絵心を育てる際の「NGワード」

 幼児は、絵を描くのがもともと大好きです。
 絵を描いていいのか、字を書いていいのかわからない時期は、まだ技術が拙いのですから、決してけなしてはいけません

 かといって、そのままにしておいては、せっかく才能があるのに、その伸びる芽を摘むことになりかねません。

 そこで、描く動作以外に、お箸やお茶碗、歯ブラシの持ち方、積み木の積み方など、2つの手をうまく動かすことができるかをチェックします。
 そして手をとり、手を添えて教えてあげてください。

 回数を重ねていくうちに、お子さんの器用度が増します。
 これらは、極めて基礎的な学習です。
 円も、長い線も、言われるままに描けるようになると、好きなものを自分なりに描けるようになります。

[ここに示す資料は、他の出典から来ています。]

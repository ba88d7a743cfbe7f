//! Fast lookup cache for orders.
//!
//! The cache is never authoritative: every entry can be rebuilt from the
//! durable store, and cache failures degrade to a miss or a skipped write.

pub mod redis;

use std::time::Duration;

use async_trait::async_trait;
use common::Order;
use thiserror::Error;

pub use self::redis::RedisOrderCache;

#[derive(Debug, Error)]
pub enum CacheError {
    #[error("cache operation timed out after {0:?}")]
    Timeout(Duration),

    #[error("cache backend error: {0}")]
    Backend(#[from] ::redis::RedisError),

    #[error("cached value could not be decoded: {0}")]
    Decode(serde_json::Error),

    #[error("order could not be encoded for caching: {0}")]
    Encode(serde_json::Error),
}

#[async_trait]
pub trait OrderCache: Send + Sync {
    /// `Ok(None)` on a miss.
    async fn get(&self, key: &str) -> Result<Option<Order>, CacheError>;

    async fn set(&self, key: &str, order: &Order, ttl: Duration) -> Result<(), CacheError>;
}
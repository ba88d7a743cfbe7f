pub mod health;
pub mod order;
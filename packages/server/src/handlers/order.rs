use axum::Json;
use axum::extract::{Path, Query, State};
use common::Order;
use tracing::instrument;

use crate::error::{AppError, ErrorBody};
use crate::models::order::{OrderListQuery, OrderListResponse};
use crate::state::AppState;

#[utoipa::path(
    get,
    path = "/{order_uid}",
    tag = "Orders",
    operation_id = "getOrder",
    summary = "Get an order by its UID",
    description = "Served from the cache when possible, otherwise from the database.",
    params(("order_uid" = String, Path, description = "Order UID")),
    responses(
        (status = 200, description = "Order found", body = Order),
        (status = 400, description = "Blank order UID (VALIDATION_ERROR)", body = ErrorBody),
        (status = 404, description = "Order not found (NOT_FOUND)", body = ErrorBody),
        (status = 500, description = "Internal error (INTERNAL_ERROR)", body = ErrorBody),
    ),
)]
#[instrument(skip(state))]
pub async fn get_order(
    State(state): State<AppState>,
    Path(order_uid): Path<String>,
) -> Result<Json<Order>, AppError> {
    if order_uid.trim().is_empty() {
        return Err(AppError::Validation(
            "order_uid path parameter is required".into(),
        ));
    }

    let order = state.service.get_by_uid(&order_uid).await?;
    Ok(Json(order))
}

#[utoipa::path(
    get,
    path = "",
    tag = "Orders",
    operation_id = "listOrders",
    summary = "List orders",
    description = "Returns a page of orders, most recently created first. Always read from the database.",
    params(OrderListQuery),
    responses(
        (status = 200, description = "Page of orders", body = OrderListResponse),
        (status = 500, description = "Internal error (INTERNAL_ERROR)", body = ErrorBody),
    ),
)]
#[instrument(skip(state, query))]
pub async fn list_orders(
    State(state): State<AppState>,
    Query(query): Query<OrderListQuery>,
) -> Result<Json<OrderListResponse>, AppError> {
    let api = &state.config.api;
    let (page, limit) = query.resolve(api.default_page_limit, api.max_page_limit);

    let result = state.service.list_orders(page, limit).await?;

    Ok(Json(OrderListResponse {
        orders: result.orders,
        total: result.total,
        page,
        limit,
    }))
}
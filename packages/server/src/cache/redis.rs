use std::future::Future;
use std::time::Duration;

use async_trait::async_trait;
use common::Order;
use redis::AsyncCommands;
use redis::aio::ConnectionManager;
use tracing::info;

use super::{CacheError, OrderCache};

/// [`OrderCache`] storing JSON-encoded orders in Redis.
///
/// Every call is bounded by `op_timeout`. The connection manager reconnects on
/// its own, so a Redis outage shows up as per-call errors.
#[derive(Clone)]
pub struct RedisOrderCache {
    conn: ConnectionManager,
    op_timeout: Duration,
}

impl RedisOrderCache {
    pub async fn connect(url: &str, op_timeout: Duration) -> Result<Self, CacheError> {
        let client = redis::Client::open(url)?;
        let conn = bounded(op_timeout, ConnectionManager::new(client)).await?;
        info!(url = %url, "Connected to cache");
        Ok(Self { conn, op_timeout })
    }
}

async fn bounded<T, F>(limit: Duration, fut: F) -> Result<T, CacheError>
where
    F: Future<Output = Result<T, redis::RedisError>>,
{
    tokio::time::timeout(limit, fut)
        .await
        .map_err(|_| CacheError::Timeout(limit))?
        .map_err(CacheError::from)
}

#[async_trait]
impl OrderCache for RedisOrderCache {
    async fn get(&self, key: &str) -> Result<Option<Order>, CacheError> {
        let mut conn = self.conn.clone();
        let raw: Option<String> = bounded(self.op_timeout, conn.get(key)).await?;

        raw.map(|s| serde_json::from_str(&s).map_err(CacheError::Decode))
            .transpose()
    }

    async fn set(&self, key: &str, order: &Order, ttl: Duration) -> Result<(), CacheError> {
        let value = serde_json::to_string(order).map_err(CacheError::Encode)?;
        let mut conn = self.conn.clone();
        // Redis rejects an expiry of zero.
        let seconds = ttl.as_secs().max(1);
        bounded(self.op_timeout, conn.set_ex::<_, _, ()>(key, value, seconds)).await
    }
}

 そういうときは、とても集中しているので、ときにはおじゃま虫になって、

何描いてるの?
それなーに?

 と聞いてください。
 子どもが「犬」と答えたら、「どこの犬?」と、犬と認めたうえでいろいろな話題をつくり、描いたものを言葉でお子さんに説明させます。
 そして、お母さんがほめてあげます。

ここで注意すべきことは、「犬」が「猫」に見えても、「犬はこんなんじゃないでしょ」といった批判は絶対にしてはいけないということです。

大人の既成概念でお子さんの絵を絶対批判しないでください。
 そうしてしまうと、子どもの絵心は、いっぺんにしぼんでしまいます。
「犬ってこうでしょ」などと言って、絵に手を加えるのも厳禁です。

 また、お母さんも絵が得意であれば、隣で好きな絵を描いてください。
 絵心のある・なしで、これからの生活に大きく差がつきますので、あるにこしたことはありません。